A project log for AI Wildlife Species Bat Detector

Species are auto detected 'in the wild' using machine learning with results transmitted to the cloud

capt-flatus-oflahertyCapt. Flatus O'Flaherty ☠ 02/18/2020 at 10:320 Comments

LoRa is not meant for big data. To get long range transmission with low power, the transmit time can be quite long, about a second in this case, and the TTN has a fair use policy of 30 seconds per day. For developers, this is a challenge and creating a simple bar chart as above is no easy feat. The data I wanted to transmit is represented in the table, top left, so obviously trying to transmit this in one go is a non starter. Instead, I transmitted one species at a time, presuming that normally we would not have more than 2 or 3 species being detected in one evening. This worked quite well except, as can be seen in the middle right, there are gaps in the data! This was solved by iterating through the species repeatedly and programming the channel to give precedence to the most recent reading for that species.
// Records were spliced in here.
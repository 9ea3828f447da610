//! NBA stats scoreboard adapter.
//!
//! `GET {base}/scoreboardv2?GameDate=YYYY-MM-DD&LeagueID=00&DayOffset=0`.
//! The response holds several `resultSets`; the `GameHeader` set becomes
//! the schedule table, and final points from `LineScore` are appended as
//! `HOME_TEAM_SCORE` / `VISITOR_TEAM_SCORE` when every game has them.
//! Recent results come from `leaguegamefinder` (team rows, date range).
//! Implements the `ScheduleSource` port.

use std::collections::HashMap;
use std::time::Duration;

use anyhow::{Context, Result};
use async_trait::async_trait;
use chrono::NaiveDate;
use reqwest::header::{ACCEPT, HeaderMap, HeaderValue, ORIGIN, REFERER, USER_AGENT};
use serde::Deserialize;
use serde_json::Value;
use tracing::{debug, info, instrument};

use crate::config::NbaStatsConfig;
use crate::domain::teams::TeamReference;
use crate::ports::schedule::{
  GAME_ID, HOME_TEAM_ID, HOME_TEAM_SCORE, ScheduleSource, ScheduleTable, VISITOR_TEAM_ID, VISITOR_TEAM_SCORE,
};

use super::client::{HttpClient, HttpClientConfig};

#[derive(Debug, Deserialize)]
#[serde(rename_all = "camelCase")]
struct ScoreboardResponse {
  result_sets: Vec<ResultSet>,
}

#[derive(Debug, Deserialize)]
#[serde(rename_all = "camelCase")]
struct ResultSet {
  name: String,
  headers: Vec<String>,
  row_set: Vec<Vec<Value>>,
}

/// Schedule client for the NBA stats scoreboard.
pub struct NbaStatsClient {
  http: HttpClient,
  config: NbaStatsConfig,
}

impl NbaStatsClient {
  pub fn new(config: NbaStatsConfig) -> Result<Self> {
    // stats.nba.com rejects requests without browser-like headers
    let mut headers = HeaderMap::new();
    headers.insert(
      USER_AGENT,
      HeaderValue::from_static("Mozilla/5.0 (X11; Linux x86_64) AppleWebKit/537.36 (KHTML, like Gecko)"),
    );
    headers.insert(ACCEPT, HeaderValue::from_static("application/json, text/plain, */*"));
    headers.insert(REFERER, HeaderValue::from_static("https://www.nba.com/"));
    headers.insert(ORIGIN, HeaderValue::from_static("https://www.nba.com"));

    let http = HttpClient::new(HttpClientConfig {
      timeout: Duration::from_secs(config.timeout_seconds),
      default_headers: headers,
      ..HttpClientConfig::default()
    })?;
    Ok(Self { http, config })
  }
}

#[async_trait]
impl ScheduleSource for NbaStatsClient {
  #[instrument(skip(self))]
  async fn games_on(&self, date: NaiveDate) -> Result<ScheduleTable> {
    let url = format!("{}/scoreboardv2", self.config.base_url.trim_end_matches('/'));
    let game_date = date.format("%Y-%m-%d").to_string();
    let query = [
      ("GameDate", game_date.as_str()),
      ("LeagueID", self.config.league_id.as_str()),
      ("DayOffset", "0"),
    ];
    let response = self.http.get(&url, &query, "scoreboardv2").await?;
    let body: ScoreboardResponse = response
      .json()
      .await
      .context("Failed to decode scoreboard payload")?;

    let table = schedule_from_scoreboard(body)?;
    info!(games = table.rows.len(), "Schedule fetched");
    Ok(table)
  }

  #[instrument(skip(self))]
  async fn games_between(&self, from: NaiveDate, to: NaiveDate) -> Result<ScheduleTable> {
    anyhow::ensure!(from <= to, "Empty date range {from}..{to}");
    let url = format!("{}/leaguegamefinder", self.config.base_url.trim_end_matches('/'));
    let date_from = from.format("%m/%d/%Y").to_string();
    let date_to = to.format("%m/%d/%Y").to_string();
    let query = [
      ("PlayerOrTeam", "T"),
      ("LeagueID", self.config.league_id.as_str()),
      ("DateFrom", date_from.as_str()),
      ("DateTo", date_to.as_str()),
    ];
    let response = self.http.get(&url, &query, "leaguegamefinder").await?;
    let body: ScoreboardResponse = response
      .json()
      .await
      .context("Failed to decode game finder payload")?;

    let table = history_from_game_finder(body)?;
    info!(rows = table.rows.len(), "Recent games fetched");
    Ok(table)
  }

  async fn team_reference(&self) -> Result<TeamReference> {
    Ok(TeamReference::nba())
  }
}

fn schedule_from_scoreboard(body: ScoreboardResponse) -> Result<ScheduleTable> {
  let mut sets: HashMap<String, ResultSet> = body
    .result_sets
    .into_iter()
    .map(|s| (s.name.clone(), s))
    .collect();

  let header = sets
    .remove("GameHeader")
    .context("Scoreboard response has no GameHeader result set")?;
  let mut table = ScheduleTable::new(header.headers, header.row_set);

  if let Some(line_score) = sets.remove("LineScore") {
    append_scores(&mut table, &line_score);
  }
  Ok(table)
}

/// The game finder returns a single result set of team game rows.
fn history_from_game_finder(body: ScoreboardResponse) -> Result<ScheduleTable> {
  let set = body
    .result_sets
    .into_iter()
    .next()
    .context("Game finder response has no result set")?;
  Ok(ScheduleTable::new(set.headers, set.row_set))
}

/// Append final scores from the `LineScore` set (one row per team per game).
fn append_scores(table: &mut ScheduleTable, line_score: &ResultSet) {
  let col = |name: &str| line_score.headers.iter().position(|h| h == name);
  let (Some(ls_game), Some(ls_team), Some(ls_pts)) = (col(GAME_ID), col("TEAM_ID"), col("PTS")) else {
    debug!("LineScore lacks GAME_ID/TEAM_ID/PTS, no scores appended");
    return;
  };
  let (Some(game_col), Some(home_col), Some(visitor_col)) = (
    table.column(GAME_ID),
    table.column(HOME_TEAM_ID),
    table.column(VISITOR_TEAM_ID),
  ) else {
    return;
  };

  let key = |v: &Value| match v {
    Value::String(s) => s.clone(),
    other => other.to_string(),
  };
  let points: HashMap<(String, String), f64> = line_score
    .row_set
    .iter()
    .filter_map(|row| {
      let pts = row.get(ls_pts)?.as_f64()?;
      Some(((key(row.get(ls_game)?), key(row.get(ls_team)?)), pts))
    })
    .collect();

  let mut scores = Vec::with_capacity(table.rows.len());
  for row in &table.rows {
    let (Some(game), Some(home), Some(visitor)) = (row.get(game_col), row.get(home_col), row.get(visitor_col)) else {
      return;
    };
    let home_pts = points.get(&(key(game), key(home)));
    let visitor_pts = points.get(&(key(game), key(visitor)));
    match (home_pts, visitor_pts) {
      (Some(h), Some(v)) => scores.push((*h, *v)),
      // Unplayed games: leave the table unscored
      _ => return,
    }
  }

  table.headers.push(HOME_TEAM_SCORE.to_string());
  table.headers.push(VISITOR_TEAM_SCORE.to_string());
  for (row, (h, v)) in table.rows.iter_mut().zip(scores) {
    row.push(Value::from(h));
    row.push(Value::from(v));
  }
}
After familiar with MatLab, this was actually quite fun and eventually I came up with quite a neat bit of code:

% Channel ID to read data from 
readChannelID = 744655; 
SpeciesIDFieldID = 3; 
AudioEventsFieldID = 4; 
   
% Channel Read API Key   
% If your channel is private, then enter the read API 
% Key between the '' below:   
readAPIKey = '';
   
% Fetch the last 10 points from the Bat Detector channel:
speciesID= thingSpeakRead(readChannelID,'Fields',SpeciesIDFieldID,'NumPoints',10,...
'ReadKey',readAPIKey); 

numAudioEvents = thingSpeakRead(readChannelID,'Fields',AudioEventsFieldID,...
'NumPoints',10,'ReadKey',readAPIKey);

A = [speciesID numAudioEvents]
[~,b] = unique(A(:,1),'last')
C = A(b,:)

% Extract the first column, species label:
D = C(:,1)

% Extract the second column, audio events:
E = C(:,2)

labels = string(D)
x = E

% This is where the mapping assignment occurs:
% May want to remove House keys or try and divide by 10 or something.
numbers_to_decode = {'0','17','26','32','35','71','92'};
names = {'','C.PIP','HOUSE.KEYS','NOCTULA','PLECOTUS','RHINO.HIPPO','S.PIP'};
M = containers.Map(numbers_to_decode,names)

k = keys(M) ;
val = values(M) ;

% Now get the species name from the numbers using the map:
for i = 1:length(labels)
     z{i}=M(labels{i})
end

% Trim the length of the audio events vector to fit that of species:
len_z = length(z);
len_x = length(x);
len_xy = (len_x - len_z);

% Trim x vector to match z:
x = x(len_xy +1 : end);

pie(x,z)

 This was typed into the 'visualisations' sections and tested by hitting the 'save and run' button. 

I can't stress how incredibly user friendly ThingSpeak is and they give quite a generous 3 million data points and 4 channels before it's necessary to buy a license.